With all of that in mind, it is appropriate to engage a crystal ball (I rent mine, because there is no sense in having that capital tied up for the other 364 days when it is useless.) to predict what is going to happen on Nantucket in 2008.

In past years, the crystal ball has worked better outside, so I took a short walk on this beautifully clear, brisk morning. A hawk was making lazy circles over towards Long Pond. Hawkeye soon spotted me and flew in, alighting on a nearby branch.

"Nice day," he said. "What are you up to? And what's that funny thing you are holding? Are you trying to set fire to the woods? Be careful."

"Good morning," I replied. "This is the crystal ball that I rent every year to help with my New Year's predictions. We are coming up on the Chinese Year of the Rat. That should appeal to you."

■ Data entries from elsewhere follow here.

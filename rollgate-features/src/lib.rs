//! Feature targeting for Rollgate
//!
//! Decides, for a user and a named feature, whether the feature is active.
//! Decisions combine a global switch, explicit allow/deny lists and a
//! percentage rollout driven by a consistent hash, so a user's answer does not
//! flicker as a rollout widens.
//!
//! The engine is synchronous and holds no mutable state: configuration is an
//! immutable snapshot handed in by the host, and every call is a pure
//! evaluation that is safe to run from any number of threads.
//!
//! # Quick Start
//!
//! ```
//! use rollgate_features::*;
//!
//! let table = FeatureTable::new()
//!     .with_feature(Environment::Production, "new-dashboard", FeatureConfig::rollout(25.0))
//!     .with_feature_everywhere("auth", FeatureConfig::enabled());
//!
//! let engine = RolloutEngine::new(table, Environment::Production);
//! let context = FeatureCheckContext::new().with_user_id("user-123");
//!
//! let result = engine.is_feature_enabled("auth", &context);
//! assert!(result.enabled);
//! assert_eq!(result.reason, ReasonCode::RolloutIncluded);
//! ```
//!
//! # Bucketing
//!
//! ```
//! use rollgate_features::bucket::{default_user_bucket, is_user_in_rollout};
//!
//! let bucket = default_user_bucket("user-123", "auth");
//! assert!((0.0..100.0).contains(&bucket));
//! assert!(is_user_in_rollout("user-123", "auth", 100.0));
//! assert!(!is_user_in_rollout("user-123", "auth", 0.0));
//! ```
//!
//! # Guards
//!
//! ```
//! use rollgate_features::*;
//! use std::time::Duration;
//!
//! let engine = RolloutEngine::new(FeatureTable::new(), Environment::Local);
//! let guard = FeatureGuard::unavailable(Duration::from_secs(60));
//!
//! match engine.guard(&guard, "unknown", &FeatureCheckContext::anonymous()) {
//!     GuardOutcome::Reject(rejection) => assert_eq!(rejection.status, 503),
//!     GuardOutcome::Allow => unreachable!(),
//! }
//! ```

pub mod bucket;
pub mod engine;
pub mod environment;
pub mod flag;
pub mod guard;
pub mod hash;
pub mod source;

pub use bucket::{Bucketer, DEFAULT_SALT};
pub use engine::RolloutEngine;
pub use environment::{Environment, ParseEnvironmentError};
pub use flag::{FeatureCheckContext, FeatureCheckResult, FeatureConfig, ReasonCode};
pub use guard::{FeatureGuard, GuardMode, GuardOutcome, GuardRejection, RouteGuard, RouteOutcome};
pub use hash::{hash, murmur3_utf16};
pub use source::{FeatureSource, FeatureTable};
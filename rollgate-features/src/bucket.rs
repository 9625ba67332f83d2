//! User bucketing
//!
//! Places a user on a stable position in `[0, 100)` for a given feature. The
//! position is recomputed on every call and never stored.

use crate::hash::hash;

/// Salt mixed into every bucket key unless one is configured.
pub const DEFAULT_SALT: &str = "feature-flags";

/// Number of distinct buckets (three decimal places over `[0, 100)`).
const BUCKET_SPACE: u32 = 100_000;

/// Bucket for `user_id` on `feature` under an explicit salt.
///
/// The hash key is `"{salt}:{feature}:{user_id}"`. The result is in
/// `[0.0, 99.999]` with three-decimal resolution.
///
/// # Examples
///
/// ```
/// use rollgate_features::bucket::user_bucket;
///
/// let bucket = user_bucket("user-123", "auth", "feature-flags");
/// assert_eq!(bucket, 29.781);
/// ```
pub fn user_bucket(user_id: &str, feature: &str, salt: &str) -> f64 {
    let key = format!("{}:{}:{}", salt, feature, user_id);
    f64::from(hash(&key) % BUCKET_SPACE) / 1000.0
}

/// Bucket for `user_id` on `feature` under [`DEFAULT_SALT`].
pub fn default_user_bucket(user_id: &str, feature: &str) -> f64 {
    user_bucket(user_id, feature, DEFAULT_SALT)
}

/// Whether `user_id` falls inside a `percentage` rollout of `feature`.
///
/// Strict less-than: `0` excludes everyone, `100` includes everyone.
pub fn is_user_in_rollout(user_id: &str, feature: &str, percentage: f64) -> bool {
    default_user_bucket(user_id, feature) < percentage
}

/// Bucket assigner bound to a salt.
#[derive(Debug, Clone, PartialEq, Eq)]
pub struct Bucketer {
    salt: String,
}

impl Bucketer {
    /// Create a bucketer with a custom salt
    pub fn new(salt: impl Into<String>) -> Self {
        Self { salt: salt.into() }
    }

    pub fn salt(&self) -> &str {
        &self.salt
    }

    pub fn bucket(&self, user_id: &str, feature: &str) -> f64 {
        user_bucket(user_id, feature, &self.salt)
    }

    pub fn in_rollout(&self, user_id: &str, feature: &str, percentage: f64) -> bool {
        self.bucket(user_id, feature) < percentage
    }
}

impl Default for Bucketer {
    fn default() -> Self {
        Self::new(DEFAULT_SALT)
    }
}
//! Bucket command - show where a user lands for a feature.

use crate::GlobalArgs;
use crate::error::CliResult;
use clap::Args;
use rollgate_features::{Bucketer, hash};
use serde_json::json;
use std::process::ExitCode;

#[derive(Args, Debug)]
pub struct BucketArgs {
    /// User id
    pub user: String,

    /// Feature name
    pub feature: String,
}

pub fn execute(global: &GlobalArgs, args: &BucketArgs) -> CliResult<ExitCode> {
    let bucketer = Bucketer::new(global.salt.as_str());
    let key = format!("{}:{}:{}", bucketer.salt(), args.feature, args.user);
    let bucket = bucketer.bucket(&args.user, &args.feature);

    if global.json {
        let output = json!({
            "user": args.user,
            "feature": args.feature,
            "salt": bucketer.salt(),
            "hash": hash(&key),
            "bucket": bucket,
        });
        println!("{}", serde_json::to_string_pretty(&output)?);
    } else {
        println!("key:    {}", key);
        println!("hash:   {}", hash(&key));
        println!("bucket: {:.3}", bucket);
    }

    Ok(ExitCode::SUCCESS)
}
//! Validate command - load the configuration and report problems.

use super::load_table;
use crate::GlobalArgs;
use crate::error::CliResult;
use colored::Colorize;
use serde_json::json;
use std::process::ExitCode;

pub fn execute(global: &GlobalArgs) -> CliResult<ExitCode> {
    let (table, report) = load_table(global)?;

    if global.json {
        let warnings: Vec<String> = report.warnings.iter().map(ToString::to_string).collect();
        let output = json!({
            "entries": table.len(),
            "warnings": warnings,
        });
        println!("{}", serde_json::to_string_pretty(&output)?);
        return Ok(ExitCode::SUCCESS);
    }

    println!("Loaded {} feature entries", table.len());
    if report.is_clean() {
        println!("{} configuration is valid", "✓".green());
    } else {
        for issue in &report.warnings {
            println!("{} {}", "⚠".yellow(), issue);
        }
        println!("{} warning(s)", report.warnings.len());
    }

    Ok(ExitCode::SUCCESS)
}
// Environment variable loading
//
// Flat keys have the shape `<PREFIX>_<ENV>_<FEATURE>_<FIELD>`, e.g.
// `ROLLGATE_PRODUCTION_NEW_DASHBOARD_ROLLOUT=25`. Feature names are
// upper-snake in the key and kebab-case in the table.

use crate::{ConfigError, Result};
use rollgate_features::{Environment, FeatureConfig, FeatureTable};
use std::env;
use tracing::trace;

/// Default prefix for feature and environment variables
pub const DEFAULT_PREFIX: &str = "ROLLGATE";

/// A field of a feature that a flat key can set
#[derive(Debug, Clone, Copy, PartialEq, Eq)]
pub enum FeatureField {
    Enabled,
    Rollout,
    Whitelist,
    Blacklist,
}

impl FeatureField {
    const SUFFIXES: [(&'static str, FeatureField); 5] = [
        ("_ROLLOUT_PERCENTAGE", FeatureField::Rollout),
        ("_ENABLED", FeatureField::Enabled),
        ("_ROLLOUT", FeatureField::Rollout),
        ("_WHITELIST", FeatureField::Whitelist),
        ("_BLACKLIST", FeatureField::Blacklist),
    ];

    fn apply(&self, config: &mut FeatureConfig, key: &str, value: &str) -> Result<()> {
        match self {
            FeatureField::Enabled => config.enabled = parse_bool(key, value)?,
            FeatureField::Rollout => {
                config.rollout_percentage = value.trim().parse().map_err(|_| {
                    ConfigError::ParseError(format!("{}: invalid rollout percentage {:?}", key, value))
                })?
            }
            FeatureField::Whitelist => config.whitelist = parse_list(value).collect(),
            FeatureField::Blacklist => config.blacklist = parse_list(value).collect(),
        }
        Ok(())
    }
}

/// A parsed flat feature key
#[derive(Debug, Clone, PartialEq, Eq)]
pub struct FeatureKey {
    pub environment: Environment,
    pub feature: String,
    pub field: FeatureField,
}

impl FeatureKey {
    /// Parse `key` under `prefix`; `None` if the key is not a feature key.
    pub fn parse(prefix: &str, key: &str) -> Option<Self> {
        let rest = key
            .to_uppercase()
            .strip_prefix(prefix.to_uppercase().as_str())?
            .strip_prefix('_')?
            .to_string();

        let (environment, rest) = rest.split_once('_')?;
        let environment: Environment = environment.parse().ok()?;

        let (feature, field) = FeatureField::SUFFIXES
            .iter()
            .find_map(|(suffix, field)| rest.strip_suffix(*suffix).map(|f| (f, *field)))?;

        if feature.is_empty() {
            return None;
        }

        Some(Self {
            environment,
            feature: feature.to_lowercase().replace('_', "-"),
            field,
        })
    }
}

/// Apply flat `key=value` pairs to `table`, returning how many were used.
///
/// Keys that are not feature keys under `prefix` are ignored. Each key sets
/// one field and leaves the rest of the feature untouched; a feature first
/// seen here starts from the default-deny configuration.
pub fn apply_vars<I, K, V>(table: &mut FeatureTable, prefix: &str, vars: I) -> Result<usize>
where
    I: IntoIterator<Item = (K, V)>,
    K: AsRef<str>,
    V: AsRef<str>,
{
    let mut applied = 0;

    for (key, value) in vars {
        let key = key.as_ref();
        let Some(parsed) = FeatureKey::parse(prefix, key) else {
            continue;
        };

        trace!(
            key,
            environment = %parsed.environment,
            feature = %parsed.feature,
            "Applying feature override"
        );
        let config = table.entry(parsed.environment, &parsed.feature);
        parsed.field.apply(config, key, value.as_ref())?;
        applied += 1;
    }

    Ok(applied)
}

/// Environment variable loader
pub struct EnvLoader {
    prefix: String,
}

impl EnvLoader {
    pub fn new(prefix: impl Into<String>) -> Self {
        Self {
            prefix: prefix.into().to_uppercase(),
        }
    }

    pub fn prefix(&self) -> &str {
        &self.prefix
    }

    /// All process variables that start with the prefix, sorted by key.
    ///
    /// Variables that are not valid UTF-8 are skipped. Sorting puts
    /// `_ROLLOUT_PERCENTAGE` after `_ROLLOUT`, so the longer key wins when both
    /// are set.
    pub fn load(&self) -> Vec<(String, String)> {
        let prefix = format!("{}_", self.prefix);
        let mut vars: Vec<(String, String)> = env::vars_os()
            .filter_map(|(key, value)| match (key.into_string(), value.into_string()) {
                (Ok(key), Ok(value)) => Some((key, value)),
                (key, _) => {
                    trace!(key = ?key, "Skipping non UTF-8 environment variable");
                    None
                }
            })
            .filter(|(key, _)| key.to_uppercase().starts_with(&prefix))
            .collect();
        vars.sort();
        vars
    }

    /// Apply every feature variable in the process environment to `table`
    pub fn apply(&self, table: &mut FeatureTable) -> Result<usize> {
        apply_vars(table, &self.prefix, self.load())
    }

    /// Load a single prefixed variable
    pub fn load_var(&self, key: &str) -> Result<String> {
        let full_key = format!("{}_{}", self.prefix, key.to_uppercase());
        env::var(&full_key).map_err(ConfigError::EnvError)
    }

    /// Deployment environment from `<PREFIX>_ENV`, `Local` when unset.
    pub fn environment(&self) -> Result<Environment> {
        match self.load_var("ENV") {
            Ok(value) => Ok(value.parse::<Environment>()?),
            Err(ConfigError::EnvError(env::VarError::NotPresent)) => Ok(Environment::default()),
            Err(err) => Err(err),
        }
    }
}

impl Default for EnvLoader {
    fn default() -> Self {
        Self::new(DEFAULT_PREFIX)
    }
}

/// Deployment environment from `ROLLGATE_ENV`.
pub fn detect_environment() -> Result<Environment> {
    EnvLoader::default().environment()
}

fn parse_bool(key: &str, value: &str) -> Result<bool> {
    match value.trim().to_lowercase().as_str() {
        "1" | "true" | "yes" | "on" => Ok(true),
        "0" | "false" | "no" | "off" => Ok(false),
        _ => Err(ConfigError::ParseError(format!(
            "{}: expected a boolean, got {:?}",
            key, value
        ))),
    }
}

fn parse_list(value: &str) -> impl Iterator<Item = String> + '_ {
    value
        .split(',')
        .map(str::trim)
        .filter(|s| !s.is_empty())
        .map(str::to_string)
}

Hawkeye almost glowed. "It sure does. I don't know where they get off with the pigs and the tigers and monkeys. Those critters are useless. Rats are another story all together. They are particularly good…"

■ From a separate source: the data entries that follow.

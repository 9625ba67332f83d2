// Feature table validation

use crate::{ConfigError, Result};
use rollgate_features::{Environment, FeatureConfig, FeatureTable};
use std::fmt;
use tracing::warn;

/// A non-fatal problem found in a feature table
#[derive(Debug, Clone, PartialEq, Eq)]
pub struct ValidationIssue {
    pub environment: Environment,
    pub feature: String,
    pub message: String,
}

impl fmt::Display for ValidationIssue {
    fn fmt(&self, f: &mut fmt::Formatter<'_>) -> fmt::Result {
        write!(f, "[{}] {}: {}", self.environment, self.feature, self.message)
    }
}

/// Warnings collected while validating a table
#[derive(Debug, Clone, Default, PartialEq, Eq)]
pub struct ValidationReport {
    pub warnings: Vec<ValidationIssue>,
}

impl ValidationReport {
    pub fn is_clean(&self) -> bool {
        self.warnings.is_empty()
    }

    fn push(&mut self, environment: Environment, feature: &str, message: impl Into<String>) {
        self.warnings.push(ValidationIssue {
            environment,
            feature: feature.to_string(),
            message: message.into(),
        });
    }
}

/// Trait for validating feature configuration
///
/// Problems the engine can still evaluate are collected as warnings.
pub trait Validate {
    fn validate(&self) -> Result<ValidationReport>;
}

impl Validate for FeatureTable {
    fn validate(&self) -> Result<ValidationReport> {
        let mut report = ValidationReport::default();

        for (environment, feature, config) in self.iter() {
            if let Err(ConfigError::ValidationError(message)) = ConfigValidator::feature_name(feature) {
                report.push(environment, feature, message);
            }
            check_config(&mut report, environment, feature, config);
        }

        Ok(report)
    }
}

fn check_config(
    report: &mut ValidationReport,
    environment: Environment,
    feature: &str,
    config: &FeatureConfig,
) {
    let rollout = config.rollout_percentage;
    if rollout.is_nan() {
        report.push(environment, feature, "rollout percentage is NaN, treated as 0");
    } else if ConfigValidator::in_range(rollout, 0.0, 100.0, "rollout percentage").is_err() {
        report.push(
            environment,
            feature,
            format!("rollout percentage {} is outside 0-100, clamped to {}", rollout, config.effective_rollout()),
        );
    }

    for user in config.whitelist.intersection(&config.blacklist) {
        report.push(
            environment,
            feature,
            format!("user {:?} is on both lists; the blacklist wins", user),
        );
    }

    if config.enabled && config.effective_rollout() == 0.0 && config.whitelist.is_empty() {
        report.push(environment, feature, "enabled but reaches no identified users");
    }
}

/// Clamp every rollout percentage into `[0, 100]`, returning how many changed.
pub fn sanitize(table: &mut FeatureTable) -> usize {
    let mut changed = 0;
    for (environment, feature, config) in table.iter_mut() {
        let clamped = config.effective_rollout();
        if clamped.to_bits() != config.rollout_percentage.to_bits() {
            warn!(
                %environment,
                feature,
                from = config.rollout_percentage,
                to = clamped,
                "Clamping rollout percentage"
            );
            config.rollout_percentage = clamped;
            changed += 1;
        }
    }
    changed
}

/// Field-level validation rules
pub struct ConfigValidator;

impl ConfigValidator {
    /// Validate that a value is not empty
    pub fn not_empty(value: &str, field: &str) -> Result<()> {
        if value.is_empty() {
            return Err(ConfigError::ValidationError(format!(
                "{} cannot be empty",
                field
            )));
        }
        Ok(())
    }

    /// Validate that a number is within range
    pub fn in_range<T: PartialOrd + fmt::Display>(value: T, min: T, max: T, field: &str) -> Result<()> {
        if value < min || value > max {
            return Err(ConfigError::ValidationError(format!(
                "{} must be between {} and {}, got {}",
                field, min, max, value
            )));
        }
        Ok(())
    }

    /// Feature names are non-empty and free of whitespace and `:`
    ///
    /// A `:` in the name makes the `salt:feature:user` bucket key ambiguous,
    /// and whitespace cannot be expressed in environment keys.
    pub fn feature_name(name: &str) -> Result<()> {
        Self::not_empty(name, "feature name")?;
        if name.contains(':') {
            return Err(ConfigError::ValidationError(format!(
                "feature name {:?} contains ':', which makes its bucket key ambiguous",
                name
            )));
        }
        if name.chars().any(char::is_whitespace) {
            return Err(ConfigError::ValidationError(format!(
                "feature name {:?} contains whitespace",
                name
            )));
        }
        Ok(())
    }
}
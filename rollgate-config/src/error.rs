// Error types for feature configuration loading

use thiserror::Error;

#[derive(Error, Debug)]
pub enum ConfigError {
    #[error("Failed to load configuration: {0}")]
    LoadError(String),

    #[error("Failed to parse configuration: {0}")]
    ParseError(String),

    #[error("Validation error: {0}")]
    ValidationError(String),

    #[error("IO error: {0}")]
    IoError(#[from] std::io::Error),

    #[error("Environment variable error: {0}")]
    EnvError(#[from] std::env::VarError),
}

impl From<rollgate_features::ParseEnvironmentError> for ConfigError {
    fn from(err: rollgate_features::ParseEnvironmentError) -> Self {
        ConfigError::ParseError(err.to_string())
    }
}

pub type Result<T> = std::result::Result<T, ConfigError>;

"Stop!" I ordered. "Remember, most of our readers will be just coming off their New Year's celebrations. There is no need to cause a relapse. However, if you are inspired, I would love to have you join me in making some predictions for 2008."

"How could I not be inspired?" Hawkeye inquired. "The Year of the Rat, indeed. You go first," he said, "so I can get some idea of just how far out on this limb I should go."

The limb on which he perched emitted a cracking sound.

LK: "I predict that a Democrat will be elected President, maybe Joe Biden"

"Wait a minute," Hawkeye squawked. "What's that have to do with anything. I thought we were only making predictions about Nantucket."

"All right," I sighed "if you want to be provincial. Your turn."

H: "I predict that if the hunter who works the wetlands in front of your house wears his Davy Crockett hat again next hunting season, he's going to have a very ugly bald spot."

LK: "I predict that a wicked nor'easter is going to take all of the town's sand in front of the 'Sconset bluff, so the non-binding ballot question on beach preservation is going to be rendered moot. Unfortunately, a second storm, the following week, will take the houses on the bluff, so the beach preservation project will also be rendered moot.

H: "Is that where the expression 'life's a beach' comes from? I predict that Waste Options will put up a billboard at the landfill celebrating the Year of the Rat. I further predict that the HDC will have a hissy fit, despite the claim that the sign is on townowned land which is specifically grandfathered from the requirement to build anything attractive or historic. I also predict that the HDC will lose interest when they get a report that someone is putting up a Buddha statue in the side yard of a wedding factory in Tom Nevers. They will counter the freedom of religion argument with a statement that the statue's big belly is out of scale and it has white eyebrows."

LK: "I predict that the selectmen will vote unanimously to order separators to put between their chairs so they don't have to look at each other."

H: "I predict that field mice will claim discrimination since they don't have a year."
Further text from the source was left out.